| Muralidharan: First ‘meeting’ on current tour
Sydney: Sri Lanka captain Sanath Jayasuriya believes his decision to play his natural game has helped the side regain winning form in the triangular one-day series against England and Australia.
Sri Lanka lost their first three matches in the series and are trying to become the first team in the history of the annual tournament, which started in 1979-80, to qualify for the finals after such a poor start.
Sri Lanka thrashed Australia by 79 runs in Sydney Thursday, scoring 343 for five, the highest tally ever recorded against the world champions.
The massive total against Australia came just two days after the tourists were bowled out for 65 in a one-day game against Australia A in Adelaide.
“What we discussed was that we need to play our natural game, especially myself,” said Jayasuriya Sunday, who made 122 from 105 balls and shared an opening stand of 237 with Maravan Atapattu (101).
“I need to go and play my shots. You can’t hang around. What we needed was one win to change the whole thing and we did that the other night.
It gives you a lot of confidence (to beat Australia) because that’s the best team.”
Sri Lanka need to beat England Monday to strengthen their hopes of reaching the finals.
Australia have won four of their five matches and lead the series with 22 points with England on 13 and Sri Lanka on seven.
Jayasuriya said defending champions Australia and hosts South Africa were worthy World Cup favourites for the tournament starting next month.
“But anything can happen,” he added.
Meanwhile, Australian umpire Darrell Hair, who no-balled Sri Lanka’s leading bowler Muttiah Muralidharan for throwing in the 1995-96 Melbourne Test, will officiate in Monday’s match.
It will be the pair’s first on-field meeting on this tour.
Muralidharan — the fourth-highest wicket-taker in ODI history — has not toured Australia since 1998-99, when he was also no-balled again by local umpires for throwing.
Jayasuriya said Muralidharan, who has taken 299 wickets in ODIs, was more concerned about returning to form and fitness after a hernia operation with the World Cup around the corner.
Muralidharan missed the first three matches of the series, all losses, and returned in Thursday’s match against Australia.
“No problem, it (umpire Hair’s appointment) is no problem,” Jayasuriya said. “He’s just started and needs time bowling in the nets and in matches.”
“He bowled pretty well the other night (2/44) and he will get more and more useful in time. When he comes in it gives a lot of confidence to the boys, he means as much to us as Shane Warne does to Australia.
“We don’t bother about what the crowd says because we know he has proved himself as the No. 1 bowler in the world,” Jayasuriya said.
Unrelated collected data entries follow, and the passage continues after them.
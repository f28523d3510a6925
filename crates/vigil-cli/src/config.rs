//! Configuration file loading.
//!
//! The CLI reads a single JSON document:
//!
//! ```json
//! {
//!   "monitor": { "check_interval_secs": 30 },
//!   "alerts": { "retention_hours": 24 },
//!   "components": [
//!     { "name": "postgres", "type": "database",
//!       "probe": { "kind": "tcp", "address": "127.0.0.1:5432" } },
//!     { "name": "api", "type": "api",
//!       "probe": { "kind": "http", "url": "http://127.0.0.1:8080/health" },
//!       "threshold": { "response_time_ms": 500 } }
//!   ],
//!   "channels": [
//!     { "name": "log", "kind": "log" },
//!     { "name": "oncall", "kind": "webhook", "url": "https://hooks.example.com/vigil",
//!       "severities": ["error", "critical"] }
//!   ]
//! }
//! ```
//!
//! Every section is optional. Without any channels a log channel is added.

use std::collections::HashSet;
use std::path::Path;
use std::sync::Arc;

use serde::{Deserialize, Serialize};
use tracing::info;
use vigil_alerts::{
    AlertManager, AlertManagerConfig, AlertSeverity, LogChannel, NotificationChannel,
    WebhookChannel, WebhookConfig, all_severities,
};
use vigil_health::{ComponentType, HealthCheck, HealthMonitor, HealthMonitorConfig, HealthThreshold};

use crate::error::{CliError, Result};
use crate::probes::{HttpProbe, TcpProbe};

/// Top-level configuration document.
#[derive(Debug, Clone, Serialize, Deserialize)]
#[serde(default)]
pub struct VigilConfig {
    /// Health monitor settings.
    pub monitor: HealthMonitorConfig,
    /// Alert manager settings.
    pub alerts: AlertManagerConfig,
    /// Whether the built-in rules are installed.
    pub default_rules: bool,
    /// Components to probe.
    pub components: Vec<ComponentConfig>,
    /// Notification channels.
    pub channels: Vec<ChannelConfig>,
}

impl Default for VigilConfig {
    fn default() -> Self {
        Self {
            monitor: HealthMonitorConfig::default(),
            alerts: AlertManagerConfig::default(),
            default_rules: true,
            components: Vec::new(),
            channels: Vec::new(),
        }
    }
}

/// One monitored component.
#[derive(Debug, Clone, Serialize, Deserialize)]
pub struct ComponentConfig {
    /// Unique component name.
    pub name: String,
    /// Component type tag.
    #[serde(rename = "type", default = "default_component_type")]
    pub component_type: ComponentType,
    /// How to probe it.
    pub probe: ProbeConfig,
    /// Optional threshold overrides.
    #[serde(default)]
    pub threshold: Option<HealthThreshold>,
}

fn default_component_type() -> ComponentType {
    ComponentType::ExternalService
}

/// Probe selection.
#[derive(Debug, Clone, PartialEq, Eq, Serialize, Deserialize)]
#[serde(tag = "kind", rename_all = "lowercase")]
pub enum ProbeConfig {
    /// TCP connect to `host:port`.
    Tcp {
        /// Address to connect to.
        address: String,
    },
    /// HTTP GET.
    Http {
        /// URL to request.
        url: String,
    },
}

/// One notification channel.
#[derive(Debug, Clone, Serialize, Deserialize)]
pub struct ChannelConfig {
    /// Unique channel name.
    pub name: String,
    /// Channel kind and settings.
    #[serde(flatten)]
    pub kind: ChannelKind,
}

/// Supported channel kinds.
#[derive(Debug, Clone, Serialize, Deserialize)]
#[serde(tag = "kind", rename_all = "lowercase")]
pub enum ChannelKind {
    /// Write alerts to the log.
    Log {
        /// Accepted severities.
        #[serde(default = "all_severities")]
        severities: HashSet<AlertSeverity>,
    },
    /// POST alerts as JSON.
    Webhook(WebhookConfig),
}

impl VigilConfig {
    /// Reads and validates a configuration file.
    ///
    /// # Errors
    ///
    /// Returns `CliError::Config` if the file cannot be read or parsed, or
    /// any section is invalid.
    pub fn load(path: &Path) -> Result<Self> {
        let text = std::fs::read_to_string(path)
            .map_err(|e| CliError::Config(format!("cannot read {}: {e}", path.display())))?;
        let config = Self::from_json(&text)
            .map_err(|e| CliError::Config(format!("{}: {e}", path.display())))?;
        info!(path = %path.display(), components = config.components.len(), "loaded configuration");
        Ok(config)
    }

    /// Loads `path` if given, otherwise the defaults.
    ///
    /// # Errors
    ///
    /// See [`VigilConfig::load`].
    pub fn load_or_default(path: Option<&Path>) -> Result<Self> {
        path.map_or_else(|| Ok(Self::default()), Self::load)
    }

    /// Parses and validates a JSON document.
    ///
    /// # Errors
    ///
    /// Returns `CliError::Config` describing the problem.
    pub fn from_json(text: &str) -> Result<Self> {
        let config: Self =
            serde_json::from_str(text).map_err(|e| CliError::Config(e.to_string()))?;
        config.validate()?;
        Ok(config)
    }

    /// Checks every section.
    ///
    /// # Errors
    ///
    /// Returns `CliError::Config` describing the first problem.
    pub fn validate(&self) -> Result<()> {
        self.monitor
            .validate()
            .map_err(|e| CliError::Config(e.to_string()))?;
        self.alerts
            .validate()
            .map_err(|e| CliError::Config(e.to_string()))?;

        let mut seen = HashSet::new();
        for component in &self.components {
            if !seen.insert(component.name.as_str()) {
                return Err(CliError::Config(format!(
                    "duplicate component: {}",
                    component.name
                )));
            }
        }

        let mut seen = HashSet::new();
        for channel in &self.channels {
            if !seen.insert(channel.name.as_str()) {
                return Err(CliError::Config(format!("duplicate channel: {}", channel.name)));
            }
            if let ChannelKind::Webhook(webhook) = &channel.kind {
                webhook
                    .validate()
                    .map_err(|e| CliError::Config(format!("channel {}: {e}", channel.name)))?;
            }
        }
        Ok(())
    }

    /// Builds a monitor with every component registered.
    ///
    /// # Errors
    ///
    /// Returns an error if a probe cannot be built or a registration fails.
    pub fn build_monitor(&self) -> Result<HealthMonitor> {
        let monitor = HealthMonitor::new(self.monitor.clone())?;
        for component in &self.components {
            let checker: Arc<dyn HealthCheck> = match &component.probe {
                ProbeConfig::Tcp { address } => Arc::new(TcpProbe::new(address.clone())),
                ProbeConfig::Http { url } => Arc::new(
                    HttpProbe::new(url.clone(), self.monitor.component_timeout()).map_err(|e| {
                        CliError::Config(format!("component {}: {e}", component.name))
                    })?,
                ),
            };
            monitor.register_shared(
                component.name.clone(),
                component.component_type.clone(),
                checker,
                component.threshold,
            )?;
        }
        Ok(monitor)
    }

    /// Builds an alert manager with rules and channels installed.
    ///
    /// # Errors
    ///
    /// Returns an error if a channel cannot be built.
    pub fn build_alert_manager(&self) -> Result<AlertManager> {
        let manager = AlertManager::new(self.alerts.clone())?;
        if self.default_rules {
            manager.add_default_rules()?;
        }

        if self.channels.is_empty() {
            manager.add_channel("log", LogChannel::default());
        }
        for channel in &self.channels {
            let built: Arc<dyn NotificationChannel> = match &channel.kind {
                ChannelKind::Log { severities } => Arc::new(LogChannel::new(severities.clone())),
                ChannelKind::Webhook(config) => Arc::new(WebhookChannel::new(config.clone())?),
            };
            manager.add_shared_channel(channel.name.clone(), built);
        }
        Ok(manager)
    }
}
Muralidharan is rated by Wisden as the best bowler in Test history. The 30-year-old has taken 437 wickets in 78 Tests, the third-highest all-time tally, but his bent-arm action has provoked strong reactions.
Called for throwing by umpire Ross Emerson in a one-day match in Adelaide against England in 1998-99 and by Hair earlier, Muralidharan has been labelled a ‘javelin thrower’ by former India left-arm spinner Bishan Bedi.